▶ [Task description]
Your job is to set down the stretch of entries that opens with the line containing "inconsistency was detected" and closes with the line containing "pub fn not_found(item: impl". Keep both end lines, copy each exactly, and add nothing.

START Input

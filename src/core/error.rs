//! Error handling for dutil
//!
//! This module provides the error type shared by the dictionary, registry and
//! dependency layers, plus user-friendly reporting for the `dutil` binary.
//!
//! # Architecture
//!
//! - [`DutilError`] - Enumerated error types for all failure cases in dutil
//! - [`ErrorContext`] - Wrapper that adds user-friendly messages and suggestions
//!
//! # The NotFound channel
//!
//! [`DutilError::NotFound`] is deliberately overloaded. The registry layer
//! normalizes every "key or value is absent" condition to it, and the
//! dependency checks use it to report a missing or version-mismatched
//! provider after appending a record to the caller's result list. Callers
//! sweeping many providers test [`DutilError::is_not_found`] and keep going;
//! every other variant is a genuine fault and should abort the sweep.
//!
//! # Examples
//!
//! ```rust,no_run
//! use dutil::core::{DutilError, ErrorContext, user_friendly_error};
//!
//! let error = DutilError::CorruptStore {
//!     key: "ProviderA".to_string(),
//!     reason: "provider key is missing".to_string(),
//! };
//! let context = user_friendly_error(anyhow::Error::from(error));
//! context.display();
//! ```

use colored::Colorize;
use std::fmt;
use thiserror::Error;

/// Result type used by the library layers.
pub type Result<T> = std::result::Result<T, DutilError>;

/// The main error type for dutil operations
///
/// # Error Categories
///
/// ## Lookup
/// - [`NotFound`] - Registry key or value absent, or a dependency check failed
///
/// ## Caller mistakes
/// - [`InvalidArgument`] - Wrong dictionary mode, empty key, malformed handle use
/// - [`InvalidVersion`] - Version string is not a four-part dotted version
///
/// ## Capacity
/// - [`OutOfMemory`] - An allocation failed while growing or copying
/// - [`DatabaseFull`] - The string dictionary exhausted growth and probing
///
/// ## Storage
/// - [`CorruptStore`] - Registry state contradicts an operation's precondition
/// - [`HiveError`] - The persistent hive file could not be read, parsed or written
/// - [`IoError`] - Standard I/O errors from [`std::io::Error`]
/// - [`ConfigError`] - Configuration file issues
///
/// [`NotFound`]: DutilError::NotFound
/// [`InvalidArgument`]: DutilError::InvalidArgument
/// [`InvalidVersion`]: DutilError::InvalidVersion
/// [`OutOfMemory`]: DutilError::OutOfMemory
/// [`DatabaseFull`]: DutilError::DatabaseFull
/// [`CorruptStore`]: DutilError::CorruptStore
/// [`HiveError`]: DutilError::HiveError
/// [`IoError`]: DutilError::IoError
/// [`ConfigError`]: DutilError::ConfigError
#[derive(Error, Debug)]
pub enum DutilError {
    /// A registry key or value does not exist, or a dependency check failed.
    ///
    /// # Fields
    /// - `item`: What was looked up (a key path, a value name or a provider key)
    #[error("Not found: {item}")]
    NotFound {
        /// Description of the missing item
        item: String,
    },

    /// A required argument was missing or used in the wrong mode.
    #[error("Invalid argument: {reason}")]
    InvalidArgument {
        /// Why the argument was rejected
        reason: String,
    },

    /// An allocation failed.
    #[error("Out of memory")]
    OutOfMemory,

    /// The string dictionary can neither grow nor find a free slot.
    #[error("Dictionary is full ({buckets} buckets)")]
    DatabaseFull {
        /// Bucket count of the exhausted table
        buckets: usize,
    },

    /// The dependency registration state is inconsistent.
    ///
    /// Raised when checking dependents of a provider whose key is missing;
    /// such a provider should have been verified by an earlier dependency check.
    #[error("Dependency store is corrupt at '{key}': {reason}")]
    CorruptStore {
        /// Provider key at which the inconsistency was detected
        key: String,
        /// Description of the inconsistency
        reason: String,
    },

    /// A version string could not be parsed.
    #[error("Invalid version: {version}")]
    InvalidVersion {
        /// The rejected version text
        version: String,
    },

    /// The persistent hive file is unusable.
    #[error("Registry hive error at {path}: {reason}")]
    HiveError {
        /// Location of the hive file
        path: String,
        /// What went wrong
        reason: String,
    },

    /// Configuration error
    #[error("Configuration error: {message}")]
    ConfigError {
        /// Description of the configuration error
        message: String,
    },

    /// IO error
    #[error("IO error: {0}")]
    IoError(#[from] std::io::Error),

    /// Other error
    #[error("{message}")]
    Other {
        /// Generic error message
        message: String,
    },
}

impl DutilError {
    /// Build a [`DutilError::NotFound`] for the given item.
    pub fn not_found(item: impl Into<String>) -> Self {
        Self::NotFound {
            item: item.into(),
        }
    }

    /// Build a [`DutilError::InvalidArgument`] with the given reason.
    pub fn invalid_argument(reason: impl Into<String>) -> Self {
        Self::InvalidArgument {
            reason: reason.into(),
        }
    }

    /// Whether this error is the soft "not found" outcome.
    #[must_use]
    pub const fn is_not_found(&self) -> bool {
        matches!(self, Self::NotFound { .. })
    }
}

impl Clone for DutilError {
    fn clone(&self) -> Self {
        match self {
            Self::NotFound {
                item,
            } => Self::NotFound {
                item: item.clone(),
            },
            Self::InvalidArgument {
                reason,
            } => Self::InvalidArgument {
                reason: reason.clone(),
            },
            Self::OutOfMemory => Self::OutOfMemory,
            Self::DatabaseFull {
                buckets,
            } => Self::DatabaseFull {
                buckets: *buckets,
            },
            Self::CorruptStore {
                key,
                reason,
            } => Self::CorruptStore {
                key: key.clone(),
                reason: reason.clone(),
            },
            Self::InvalidVersion {
                version,
            } => Self::InvalidVersion {
                version: version.clone(),
            },
            Self::HiveError {
                path,
                reason,
            } => Self::HiveError {
                path: path.clone(),
                reason: reason.clone(),
            },
            Self::ConfigError {
                message,
            } => Self::ConfigError {
                message: message.clone(),
            },
            // io::Error is not Clone; keep the kind and message
            Self::IoError(e) => Self::IoError(std::io::Error::new(e.kind(), e.to_string())),
            Self::Other {
                message,
            } => Self::Other {
                message: message.clone(),
            },
        }
    }
}

/// Error context wrapper that provides user-friendly error information
///
/// Pairs a [`DutilError`] with an optional suggestion and optional details,
/// rendered in colour by [`ErrorContext::display`].
#[derive(Debug)]
pub struct ErrorContext {
    /// The underlying dutil error
    pub error: DutilError,
    /// Optional suggestion for resolving the error
    pub suggestion: Option<String>,
    /// Optional additional details about the error
    pub details: Option<String>,
}

impl ErrorContext {
    /// Create a new error context without suggestion or details.
    #[must_use]
    pub const fn new(error: DutilError) -> Self {
        Self {
            error,
            suggestion: None,
            details: None,
        }
    }

    /// Attach a suggestion for resolving the error.
    pub fn with_suggestion(mut self, suggestion: impl Into<String>) -> Self {
        self.suggestion = Some(suggestion.into());
        self
    }

    /// Attach additional details about the error.
    pub fn with_details(mut self, details: impl Into<String>) -> Self {
        self.details = Some(details.into());
        self
    }

    /// Print the error to stderr with colours.
    pub fn display(&self) {
        eprintln!("{}: {}", "error".red().bold(), self.error);

        if let Some(details) = &self.details {
            eprintln!("{}: {}", "details".yellow(), details);
        }

        if let Some(suggestion) = &self.suggestion {
            eprintln!("{}: {}", "suggestion".green(), suggestion);
        }
    }
}

impl fmt::Display for ErrorContext {
    fn fmt(&self, f: &mut fmt::Formatter<'_>) -> fmt::Result {
        write!(f, "{}", self.error)?;

        if let Some(details) = &self.details {
            write!(f, "\nDetails: {details}")?;
        }

        if let Some(suggestion) = &self.suggestion {
            write!(f, "\nSuggestion: {suggestion}")?;
        }

        Ok(())
    }
}

impl std::error::Error for ErrorContext {}

/// Convert any error into an [`ErrorContext`] suitable for terminal output.
///
/// [`DutilError`]s anywhere in the chain get tailored suggestions; I/O
/// permission problems are mapped to an elevation hint; anything else is
/// reported with its full cause chain.
#[must_use]
pub fn user_friendly_error(error: anyhow::Error) -> ErrorContext {
    if let Some(dutil_error) = error.chain().find_map(|e| e.downcast_ref::<DutilError>()) {
        let mut ctx = create_error_context(dutil_error.clone());
        if ctx.details.is_none() && error.chain().count() > 1 {
            ctx.details = Some(error.to_string());
        }
        return ctx;
    }

    if let Some(io_error) = error.downcast_ref::<std::io::Error>()
        && io_error.kind() == std::io::ErrorKind::PermissionDenied
    {
        return ErrorContext::new(DutilError::IoError(std::io::Error::new(
            io_error.kind(),
            io_error.to_string(),
        )))
        .with_suggestion(
            "Per-machine registrations need elevated permissions; retry as Administrator or use --user",
        );
    }

    let mut message = error.to_string();
    let chain: Vec<String> =
        error.chain().skip(1).map(std::string::ToString::to_string).collect();

    if !chain.is_empty() {
        message.push_str("\n\nCaused by:");
        for (i, cause) in chain.iter().enumerate() {
            message.push_str(&format!("\n  {}: {}", i + 1, cause));
        }
    }

    ErrorContext::new(DutilError::Other {
        message,
    })
}

fn create_error_context(error: DutilError) -> ErrorContext {
    match &error {
        DutilError::NotFound {
            ..
        } => ErrorContext::new(error).with_suggestion(
            "Check the provider key spelling and whether it was registered per-user (--user) or per-machine",
        ),
        DutilError::CorruptStore {
            ..
        } => ErrorContext::new(error)
            .with_suggestion("Re-register the provider, or unregister its dependents explicitly")
            .with_details(
                "Dependents can only be listed for a provider whose registration still exists",
            ),
        DutilError::InvalidVersion {
            ..
        } => ErrorContext::new(error)
            .with_suggestion("Use a dotted version with up to four numeric parts, e.g. 1.2.3.4")
            .with_details("Each part must be between 0 and 65535"),
        DutilError::HiveError {
            ..
        } => ErrorContext::new(error).with_suggestion(
            "Check that the hive file is valid JSON and not held open by another process",
        ),
        DutilError::ConfigError {
            ..
        } => ErrorContext::new(error)
            .with_suggestion("Check the TOML syntax of the dutil configuration file"),
        DutilError::DatabaseFull {
            ..
        } => ErrorContext::new(error)
            .with_details("The dictionary reached its largest bucket table and every slot is used"),
        _ => ErrorContext::new(error),
    }
}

END Input

▶ [Written solution]
        /// Provider key at which the inconsistency was detected
        key: String,
        /// Description of the inconsistency
        reason: String,
    },

    /// A version string could not be parsed.
    #[error("Invalid version: {version}")]
    InvalidVersion {
        /// The rejected version text
        version: String,
    },

    /// The persistent hive file is unusable.
    #[error("Registry hive error at {path}: {reason}")]
    HiveError {
        /// Location of the hive file
        path: String,
        /// What went wrong
        reason: String,
    },

    /// Configuration error
    #[error("Configuration error: {message}")]
    ConfigError {
        /// Description of the configuration error
        message: String,
    },

    /// IO error
    #[error("IO error: {0}")]
    IoError(#[from] std::io::Error),

    /// Other error
    #[error("{message}")]
    Other {
        /// Generic error message
        message: String,
    },
}

impl DutilError {
    /// Build a [`DutilError::NotFound`] for the given item.
    pub fn not_found(item: impl Into<String>) -> Self {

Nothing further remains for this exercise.